| What the task requires |
For the listing below, report all lines that hold the word "loop".

___ Data supplied

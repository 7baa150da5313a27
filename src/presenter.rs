//! Presentation Layer
//!
//! Pure projection of sampler state into a renderable view. No business
//! logic lives here: the display series is the last [`DISPLAY_WINDOW`]
//! samples in chronological order, and the readout is the latest latency as
//! text.

use serde::Serialize;
use strum_macros::{AsRefStr, Display};

use crate::sampler::Sample;

/// Number of trailing samples shown on the chart.
pub const DISPLAY_WINDOW: usize = 7;

/// Placeholder readout when no sample exists yet.
const EMPTY_READOUT: &str = "-- ms";

/// Whether a sampling session is currently live.
#[derive(Debug, Clone, Copy, PartialEq, Eq, Serialize, Display, AsRefStr)]
#[serde(rename_all = "lowercase")]
#[strum(serialize_all = "UPPERCASE")]
pub enum SessionStatus {
    /// A session is active and sampling.
    Running,
    /// No session is active.
    Idle,
}

/// Renderable view of the sampler state.
#[derive(Debug, Clone, PartialEq, Serialize)]
pub struct DisplayState {
    /// Toggle state.
    pub status: SessionStatus,
    /// Latest latency as text, e.g. `"23.4 ms"`, or `"-- ms"` when empty.
    pub readout: String,
    /// Chart points: `x` = index within the displayed subsequence,
    /// `y` = latency in milliseconds, chronological.
    pub points: Vec<(f64, f64)>,
}

impl DisplayState {
    /// Largest displayed latency, for chart axis scaling.
    pub fn max_latency(&self) -> f64 {
        self.points.iter().map(|&(_, y)| y).fold(0.0, f64::max)
    }
}

/// Project sampler state into a [`DisplayState`].
///
/// The displayed subsequence is always `samples[max(0, len - window)..]`,
/// preserving chronological order, for any series length.
pub fn project(active: bool, samples: &[Sample], window: usize) -> DisplayState {
    let start = samples.len().saturating_sub(window);
    let points = samples[start..]
        .iter()
        .enumerate()
        .map(|(i, sample)| (i as f64, sample.latency_ms))
        .collect();

    let readout = match samples.last() {
        Some(sample) => format!("{} ms", sample.latency_ms),
        None => EMPTY_READOUT.to_string(),
    };

    DisplayState {
        status: if active {
            SessionStatus::Running
        } else {
            SessionStatus::Idle
        },
        readout,
        points,
    }
}

#[cfg(test)]
mod tests {
    use super::*;
    use proptest::prelude::*;

    fn samples_of(latencies: &[f64]) -> Vec<Sample> {
        latencies.iter().map(|&ms| Sample::new(ms)).collect()
    }

    #[test]
    fn test_project_empty() {
        let view = project(false, &[], DISPLAY_WINDOW);
        assert_eq!(view.status, SessionStatus::Idle);
        assert_eq!(view.readout, "-- ms");
        assert!(view.points.is_empty());
        assert_eq!(view.max_latency(), 0.0);
    }

    #[test]
    fn test_project_short_series() {
        let samples = samples_of(&[10.0, 15.2]);
        let view = project(true, &samples, DISPLAY_WINDOW);
        assert_eq!(view.status, SessionStatus::Running);
        assert_eq!(view.readout, "15.2 ms");
        assert_eq!(view.points, vec![(0.0, 10.0), (1.0, 15.2)]);
    }

    #[test]
    fn test_project_takes_last_window_in_order() {
        let samples = samples_of(&[1.0, 2.0, 3.0, 4.0, 5.0, 6.0, 7.0, 8.0, 9.0]);
        let view = project(true, &samples, DISPLAY_WINDOW);
        assert_eq!(view.points.len(), 7);
        let latencies: Vec<f64> = view.points.iter().map(|&(_, y)| y).collect();
        assert_eq!(latencies, vec![3.0, 4.0, 5.0, 6.0, 7.0, 8.0, 9.0]);
    }

    #[test]
    fn test_project_exact_window() {
        let samples = samples_of(&[1.0, 2.0, 3.0, 4.0, 5.0, 6.0, 7.0]);
        let view = project(true, &samples, DISPLAY_WINDOW);
        assert_eq!(view.points.len(), 7);
        assert_eq!(view.points[0], (0.0, 1.0));
        assert_eq!(view.points[6], (6.0, 7.0));
    }

    #[test]
    fn test_status_display() {
        assert_eq!(SessionStatus::Running.to_string(), "RUNNING");
        assert_eq!(SessionStatus::Idle.as_ref(), "IDLE");
    }

    proptest! {
        #[test]
        fn prop_window_is_chronological_tail(
            latencies in proptest::collection::vec(0.0f64..10_000.0, 0..200),
            window in 1usize..20,
        ) {
            let samples = samples_of(&latencies);
            let view = project(true, &samples, window);

            let start = latencies.len().saturating_sub(window);
            let expected: Vec<(f64, f64)> = latencies[start..]
                .iter()
                .enumerate()
                .map(|(i, &ms)| (i as f64, ms))
                .collect();

            prop_assert_eq!(view.points, expected);
        }
    }
}
//! Pinggraph - ICMP Latency Sampler
//!
//! This crate provides the core functionality for pinggraph: a sampling loop
//! that periodically probes a remote host with the system ping utility,
//! parses the round-trip latency from the command output, and projects the
//! most recent samples into a chartable view. It can be used as a library,
//! or run as a terminal application with the `pinggraph` executable.
//!
//! # Architecture
//!
//! - **Probe**: one-shot echo probes via the external ping utility, plus
//!   pure latency extraction from its output
//! - **Sampler**: the `Session` handle owning the polling loop and the
//!   in-memory sample series
//! - **Presenter**: pure projection of sampler state into a renderable view
//! - **UI**: terminal front-end with a start/stop toggle and a live chart
//! - **Config**: YAML configuration with CLI/env overrides
//!
//! # Example
//!
//! ```rust,no_run
//! use pinggraph::probe::PingProber;
//! use pinggraph::sampler::{Session, SessionConfig};
//! use pinggraph::presenter;
//! use std::sync::Arc;
//!
//! # async fn demo() {
//! let config = SessionConfig::new("8.8.8.8");
//! let session = Session::start(config, Arc::new(PingProber::default()));
//!
//! // ... later: project the state for display and tear down.
//! let samples = session.samples();
//! let _view = presenter::project(session.is_active(), &samples, presenter::DISPLAY_WINDOW);
//! session.stop().await;
//! # }
//! ```

pub mod config;
pub mod presenter;
pub mod probe;
pub mod sampler;
pub mod ui;

pub use config::{AppConfig, ConfigError};
pub use presenter::{project, DisplayState, SessionStatus, DISPLAY_WINDOW};
pub use probe::{extract_latency, parse_latency_ms, PingProber, ProbeError, Prober};
pub use sampler::{Sample, Session, SessionConfig, SessionStats};
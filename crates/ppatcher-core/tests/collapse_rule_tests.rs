//! Integration tests for the ready-collapse rule.

use ppatcher_core::{Progress, StatusSnapshot, UpdateStatus, UpdaterEvent, reduce};

fn at(status: UpdateStatus, progress: f64) -> StatusSnapshot {
    StatusSnapshot {
        status,
        progress: Progress::clamped(progress),
        entry_key: 0,
    }
}

fn ready() -> UpdaterEvent {
    UpdaterEvent::StatusChanged("ready".to_string())
}

#[test]
fn collapse_rule_tests_redundant_ready_becomes_already_ready() {
    assert_eq!(
        reduce(&at(UpdateStatus::Ready, 1.0), &ready()).status,
        UpdateStatus::AlreadyReady
    );
    assert_eq!(
        reduce(&at(UpdateStatus::AlreadyReady, 1.0), &ready()).status,
        UpdateStatus::AlreadyReady
    );
    assert_eq!(
        reduce(&at(UpdateStatus::Checking, 0.2), &ready()).status,
        UpdateStatus::Ready
    );
}

#[test]
fn collapse_rule_tests_ready_forces_full_progress_from_any_state() {
    for status in [
        UpdateStatus::Idle,
        UpdateStatus::Checking,
        UpdateStatus::Downloading,
        UpdateStatus::Ready,
        UpdateStatus::Error,
        UpdateStatus::AlreadyReady,
    ] {
        let next = reduce(&at(status, 0.1), &ready());
        assert_eq!(next.progress.value(), 1.0, "from {status:?}");
    }
}

#[test]
fn collapse_rule_tests_explicit_status_leaves_ready_class() {
    let next = reduce(
        &at(UpdateStatus::AlreadyReady, 1.0),
        &UpdaterEvent::StatusChanged("checking".to_string()),
    );
    assert_eq!(next.status, UpdateStatus::Checking);
}
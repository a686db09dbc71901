//! Integration tests for effective configuration loading.

use std::path::Path;

use ppatcher_app::load_effective_config;
use ppatcher_config::{AppConfig, ColorPalette, DEFAULT_BACKEND};

fn fixture(name: &str) -> String {
    format!("{}/../../contracts/fixtures/{name}", env!("CARGO_MANIFEST_DIR"))
}

#[test]
fn effective_config_tests_missing_file_uses_defaults() {
    let payload = load_effective_config(Path::new("/nonexistent/config.json"), |_| None);

    assert_eq!(payload.backend.as_deref(), Some(DEFAULT_BACKEND));
    assert!(!AppConfig::from_payload(&payload).has_executable);
}

#[test]
fn effective_config_tests_env_overrides_file_values() {
    let payload = load_effective_config(Path::new(&fixture("app-config.valid.json")), |key| {
        (key == "COLOR_PALETTE").then(|| "green".to_string())
    });
    let config = AppConfig::from_payload(&payload);

    assert_eq!(config.color_palette, ColorPalette::Green);
    assert!(config.has_executable);
}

______

| Output |
//! This crate provides the core functionality for pinggraph: a sampling loop
//! - **Sampler**: the `Session` handle owning the polling loop and the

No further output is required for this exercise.